In one study, a considerable increase in oxidative stress was observed after treatment with certain long-acting nitrates, such as isosorbide-5-dinitrate [96]. In contrast, treatment with nitroglycerine did not cause tolerance and was not associated with evidence of increased ROS levels [95, 96]. Thum et al. concluded that the differences between the two studied long-acting nitrates in terms of induction of oxidative stress in EPCs may explain their differences in EPC biology [95].

In conclusion, further prospective studies are needed that determine the long-term effects of organic nitrates on number and function of EPCs.

Antiplatelet therapy: aspirin

Aspirin is widely used in the primary and secondary prevention of vascular disease. It is a cornerstone of therapy in acute coronary syndromes and has been shown to reduce atherosclerosis-related events in a multitude of clinical studies [97, 98]. Kharbanda et al. have reported a protective effect of aspirin against endothelial dysfunction [99].

Surprisingly, in a study with healthy humans, Chen et al. concluded that aspirin decreased the number of EPCs, decreased the proliferative, migratory, adhesive, and in vitro vasculogenesis capacity of EPCs, and decreased EPC production of iNOS in a concentration- and time-dependent manner [100]. However, recent in vivo observations have suggested that low-dose aspirin promotes the migration and adhesion and delays the onset of senescence of EPCs [101].

These studies seem to be contradictory as they provide evidence for both an inhibitory and a stimulating effect of aspirin on EPC biology. Therefore, the effects of aspirin on EPCs must be studied further.

Conclusion

Given the fact that EPCs contribute to postnatal neovascularization, an improved understanding of the regulation of EPCs could lead to new insights into the pathogenesis of vasculogenesis. Several cardiovascular drugs, such as statins, ACE-inhibitors, ARBs, and beta blockers have demonstrated a direct benefit on circulating EPCs that may contribute to their overall effects on the vascular wall.
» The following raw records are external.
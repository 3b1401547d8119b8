use serde::{Deserialize, Serialize};
use std::path::{Path, PathBuf};

use crate::scoring::common_ancestor::{
    DEFAULT_ANCESTOR_THRESHOLD, DEFAULT_ANCESTOR_WINDOW, DEFAULT_RANK_LEVEL_CUTOFF,
};

#[derive(Debug, Clone, Serialize, Deserialize)]
pub struct Config {
    pub vision: VisionConfig,
    pub taxonomy: TaxonomyConfig,
    pub frequency: FrequencyConfig,
    pub scoring: ScoringConfig,
    pub cache: CacheConfig,
}

#[derive(Debug, Clone, Serialize, Deserialize)]
pub struct VisionConfig {
    /// URL of the vision model scoring endpoint
    pub url: String,
    /// Overall timeout for one scoring call, in seconds
    pub timeout_secs: u64,
}

#[derive(Debug, Clone, Serialize, Deserialize)]
pub struct TaxonomyConfig {
    /// Taxa metadata export used for the bulk startup load (and as the
    /// detail source where no live service is wired)
    pub taxa_file: Option<PathBuf>,
}

#[derive(Debug, Clone, Copy, PartialEq, Eq, Serialize, Deserialize)]
#[serde(rename_all = "lowercase")]
pub enum FrequencyBackend {
    Observations,
    Cells,
}

#[derive(Debug, Clone, Serialize, Deserialize)]
pub struct FrequencyConfig {
    /// Default backend; a request can still select the cell backend
    pub backend: FrequencyBackend,
}

#[derive(Debug, Clone, Serialize, Deserialize)]
pub struct ScoringConfig {
    pub ancestor_window: usize,
    pub ancestor_threshold: f64,
    pub rank_level_cutoff: f32,
    /// Taxa never reported as a common ancestor
    pub blocked_ancestor_ids: Vec<u32>,
}

#[derive(Debug, Clone, Serialize, Deserialize)]
pub struct CacheConfig {
    pub dir: PathBuf,
}

impl Default for Config {
    fn default() -> Self {
        Self {
            vision: VisionConfig {
                url: "http://localhost:6006/".to_string(),
                timeout_secs: 5,
            },
            taxonomy: TaxonomyConfig { taxa_file: None },
            frequency: FrequencyConfig {
                backend: FrequencyBackend::Observations,
            },
            scoring: ScoringConfig::default(),
            cache: CacheConfig {
                dir: PathBuf::from(".taxavision/cache"),
            },
        }
    }
}

impl Default for ScoringConfig {
    fn default() -> Self {
        Self {
            ancestor_window: DEFAULT_ANCESTOR_WINDOW,
            ancestor_threshold: DEFAULT_ANCESTOR_THRESHOLD,
            rank_level_cutoff: DEFAULT_RANK_LEVEL_CUTOFF,
            blocked_ancestor_ids: Vec::new(),
        }
    }
}

impl Config {
    pub fn from_file<P: AsRef<Path>>(path: P) -> crate::Result<Self> {
        let contents = std::fs::read_to_string(path)?;
        let config: Config = toml::from_str(&contents)
            .map_err(|e| crate::TaxavisionError::Config(format!("Failed to parse config: {}", e)))?;
        Ok(config)
    }

    pub fn save<P: AsRef<Path>>(&self, path: P) -> crate::Result<()> {
        let contents = toml::to_string_pretty(self)
            .map_err(|e| crate::TaxavisionError::Config(format!("Failed to serialize config: {}", e)))?;
        std::fs::write(path, contents)?;
        Ok(())
    }
}
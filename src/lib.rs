pub mod cli;
pub mod core;
pub mod scoring;
pub mod sources;
pub mod storage;
pub mod taxonomy;

pub use crate::core::{config::Config, engine::ScoreEngine, request::ScoreRequest};

use thiserror::Error;

#[derive(Error, Debug)]
pub enum TaxavisionError {
    #[error("IO error: {0}")]
    Io(#[from] std::io::Error),

    #[error("HTTP error: {0}")]
    Http(#[from] reqwest::Error),

    #[error("Error scoring image: {0}")]
    Scoring(String),

    #[error("Upstream error: {0}")]
    Upstream(String),

    #[error("Parse error: {0}")]
    Parse(String),

    #[error("Invalid configuration: {0}")]
    Config(String),

    #[error("{0}")]
    Other(String),
}

pub type Result<T> = std::result::Result<T, TaxavisionError>;
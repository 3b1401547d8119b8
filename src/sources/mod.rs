/// Collaborator interfaces the scoring engine depends on.
///
/// These are abstract boundaries: the engine cares about the shape of the
/// data, not the wire. Production wiring (search index clients, database
/// pools) lives outside this crate; tests and the CLI supply their own
/// implementations.
pub mod file;
pub mod frequency;
pub mod vision;

pub use file::FileTaxonSource;
pub use frequency::{CellQuery, FrequencySource, ObservationQuery};
pub use vision::VisionClient;

use async_trait::async_trait;
use serde::{Deserialize, Serialize};

use crate::taxonomy::Taxon;
use crate::Result;

/// A raw per-taxon score or observation count from any source.
#[derive(Debug, Clone, PartialEq, Serialize, Deserialize)]
pub struct TaxonCount {
    pub taxon_id: u32,
    pub count: f64,
}

/// One row from the ancestry data source. `ancestry` is a `/`-delimited
/// root-to-parent chain; absent means a root taxon.
#[derive(Debug, Clone, Serialize, Deserialize)]
pub struct AncestryRow {
    pub id: u32,
    pub ancestry: Option<String>,
}

/// Locale options passed through to taxon detail hydration.
#[derive(Debug, Clone, Default, Serialize, Deserialize)]
pub struct LocaleOptions {
    pub locale: Option<String>,
    pub preferred_place_id: Option<u32>,
}

/// The image classification model. One bounded call per request.
#[async_trait]
pub trait VisionScorer: Send + Sync {
    async fn score_image(&self, image: Vec<u8>, filename: &str) -> Result<Vec<TaxonCount>>;
}

/// Ancestry chain lookups backing the [`AncestryIndex`](crate::taxonomy::AncestryIndex).
#[async_trait]
pub trait AncestrySource: Send + Sync {
    async fn ancestries(&self, taxon_ids: &[u32]) -> Result<Vec<AncestryRow>>;
}

/// Nearby-observation aggregation over the search index.
#[async_trait]
pub trait ObservationStore: Send + Sync {
    async fn species_counts(&self, query: &ObservationQuery) -> Result<Vec<TaxonCount>>;
}

/// Precomputed geographic-cell frequency store.
#[async_trait]
pub trait CellStore: Send + Sync {
    async fn cell_counts(&self, query: &CellQuery) -> Result<Vec<TaxonCount>>;
}

/// Taxon detail hydration (names, rank, ancestors).
#[async_trait]
pub trait TaxonSource: Send + Sync {
    async fn resolve(&self, taxon_ids: &[u32], locale: &LocaleOptions) -> Result<Vec<Taxon>>;
}

/// Maps scores of inactive taxa onto their active counterparts, dropping
/// any that cannot be mapped. Returns the updated counts plus the taxon ids
/// the substitution introduced.
#[async_trait]
pub trait TaxonReplacer: Send + Sync {
    async fn replace_inactive(
        &self,
        counts: Vec<TaxonCount>,
    ) -> Result<(Vec<TaxonCount>, Vec<u32>)>;
}
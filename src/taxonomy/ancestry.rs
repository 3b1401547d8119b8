/// In-process ancestor/descendant index over the taxonomic tree.
///
/// Populated in bulk at startup and topped up incrementally as scoring
/// introduces previously unseen taxa. The index is an optimization, not a
/// correctness requirement: a lookup failure against the backing store leaves
/// the index partial and downstream filtering treats missing taxa as unknown.
use dashmap::DashMap;
use parking_lot::Mutex;
use std::collections::HashSet;
use std::sync::Arc;
use tracing::{debug, warn};

use crate::sources::{AncestrySource, AncestryRow};

/// Backing-store queries are chunked so a bulk startup load of the full
/// model taxonomy does not produce oversized queries.
const LOAD_CHUNK_SIZE: usize = 500;

pub struct AncestryIndex {
    source: Arc<dyn AncestrySource>,
    /// taxon id -> ancestor chain, root-first, excluding the taxon itself
    ancestries: DashMap<u32, Vec<u32>>,
    /// taxon id -> descendant closure, including the taxon itself
    descendants: DashMap<u32, HashSet<u32>>,
    /// Serializes all writers so concurrent top-ups never interleave
    /// partial updates for the same taxon.
    write_lock: Mutex<()>,
}

impl AncestryIndex {
    pub fn new(source: Arc<dyn AncestrySource>) -> Self {
        Self {
            source,
            ancestries: DashMap::new(),
            descendants: DashMap::new(),
            write_lock: Mutex::new(()),
        }
    }

    /// Bulk-load ancestry chains for the given taxa. Store failures are
    /// logged and swallowed; a partial index is an acceptable degraded state.
    pub async fn load(&self, taxon_ids: &[u32]) {
        if taxon_ids.is_empty() {
            return;
        }
        for chunk in taxon_ids.chunks(LOAD_CHUNK_SIZE) {
            match self.source.ancestries(chunk).await {
                Ok(rows) => self.ingest(rows),
                Err(e) => {
                    warn!("ancestry lookup failed for {} taxa: {}", chunk.len(), e);
                }
            }
        }
    }

    /// Load only taxa the index has not seen yet. Called whenever blending
    /// or inactive-taxon substitution introduces new taxon ids.
    pub async fn top_up(&self, taxon_ids: &[u32]) {
        let missing: Vec<u32> = taxon_ids
            .iter()
            .copied()
            .filter(|id| !self.has_entry(*id))
            .collect();
        if missing.is_empty() {
            return;
        }
        debug!("topping up ancestry index with {} taxa", missing.len());
        self.load(&missing).await;
    }

    fn ingest(&self, rows: Vec<AncestryRow>) {
        let _guard = self.write_lock.lock();
        for row in rows {
            let ancestors = match parse_ancestry(row.ancestry.as_deref()) {
                Ok(a) => a,
                Err(segment) => {
                    warn!(
                        "rejecting taxon {}: malformed ancestry segment {:?}",
                        row.id, segment
                    );
                    continue;
                }
            };
            // Publish descendant sets first and the chain entry last, so a
            // taxon with a visible chain always has a complete closure.
            self.descendants.entry(row.id).or_default().insert(row.id);
            for ancestor_id in &ancestors {
                self.descendants
                    .entry(*ancestor_id)
                    .or_default()
                    .insert(row.id);
            }
            self.ancestries.insert(row.id, ancestors);
        }
    }

    /// True if `taxon_id` is in the descendant closure of `ancestor_id`,
    /// including `taxon_id == ancestor_id` when that taxon is indexed.
    pub fn is_descendant(&self, ancestor_id: u32, taxon_id: u32) -> bool {
        self.descendants
            .get(&ancestor_id)
            .map(|set| set.contains(&taxon_id))
            .unwrap_or(false)
    }

    /// True if the given ancestor is known to the index at all. An unknown
    /// taxon-scope constraint filters everything out rather than erroring.
    pub fn knows(&self, taxon_id: u32) -> bool {
        self.descendants.contains_key(&taxon_id)
    }

    pub fn has_entry(&self, taxon_id: u32) -> bool {
        self.ancestries.contains_key(&taxon_id)
    }

    pub fn len(&self) -> usize {
        self.ancestries.len()
    }

    pub fn is_empty(&self) -> bool {
        self.ancestries.is_empty()
    }
}

/// Parse a delimited root-to-parent chain like `"48460/47126/4"`. An absent
/// chain means a root taxon. A non-numeric segment rejects the whole row.
fn parse_ancestry(ancestry: Option<&str>) -> std::result::Result<Vec<u32>, String> {
    let Some(raw) = ancestry else {
        return Ok(Vec::new());
    };
    raw.split('/')
        .filter(|s| !s.is_empty())
        .map(|s| s.parse::<u32>().map_err(|_| s.to_string()))
        .collect()
}
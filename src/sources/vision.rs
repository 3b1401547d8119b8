/// HTTP client for the vision model service.
use async_trait::async_trait;
use reqwest::multipart::{Form, Part};
use reqwest::Client;
use std::collections::HashMap;
use std::time::Duration;
use tracing::debug;

use super::{TaxonCount, VisionScorer};
use crate::{Result, TaxavisionError};

pub struct VisionClient {
    client: Client,
    url: String,
}

impl VisionClient {
    pub fn new(url: impl Into<String>, timeout: Duration) -> Result<Self> {
        let client = Client::builder()
            .user_agent("Taxavision/0.1.0")
            .timeout(timeout)
            .connect_timeout(Duration::from_secs(5))
            .build()?;
        Ok(Self {
            client,
            url: url.into(),
        })
    }
}

#[async_trait]
impl VisionScorer for VisionClient {
    /// POST the image as multipart form data and decode the response as a
    /// flat `taxon_id -> score` map. A timeout or non-2xx status is an
    /// upstream failure; an unparseable body is a scoring error.
    async fn score_image(&self, image: Vec<u8>, filename: &str) -> Result<Vec<TaxonCount>> {
        let part = Part::bytes(image)
            .file_name(filename.to_string())
            .mime_str("image/jpeg")
            .map_err(|e| TaxavisionError::Other(e.to_string()))?;
        let form = Form::new().part("image", part);

        let response = self.client.post(&self.url).multipart(form).send().await?;
        if !response.status().is_success() {
            return Err(TaxavisionError::Upstream(format!(
                "vision model returned {}",
                response.status()
            )));
        }
        let body = response.text().await?;
        let raw: HashMap<String, f64> = serde_json::from_str(&body)
            .map_err(|e| TaxavisionError::Scoring(format!("unparseable response: {}", e)))?;

        let mut counts = Vec::with_capacity(raw.len());
        for (id, score) in raw {
            let taxon_id = id
                .parse::<u32>()
                .map_err(|_| TaxavisionError::Scoring(format!("non-numeric taxon id {:?}", id)))?;
            counts.push(TaxonCount {
                taxon_id,
                count: score,
            });
        }
        debug!("vision model returned {} scored taxa", counts.len());
        Ok(counts)
    }
}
The augmentation of the number of EPCs through pharmacological modulation of the signaling pathways may be a novel strategy to improve neovascularization after ischemia and, thereby, provide a therapeutic concept for improving the numbers of EPCs in patients with cardiovascular diseases.

In conclusion, a more complete understanding of the complex factors regulating EPC biology is required in order to develop and investigate more focused clinical therapies.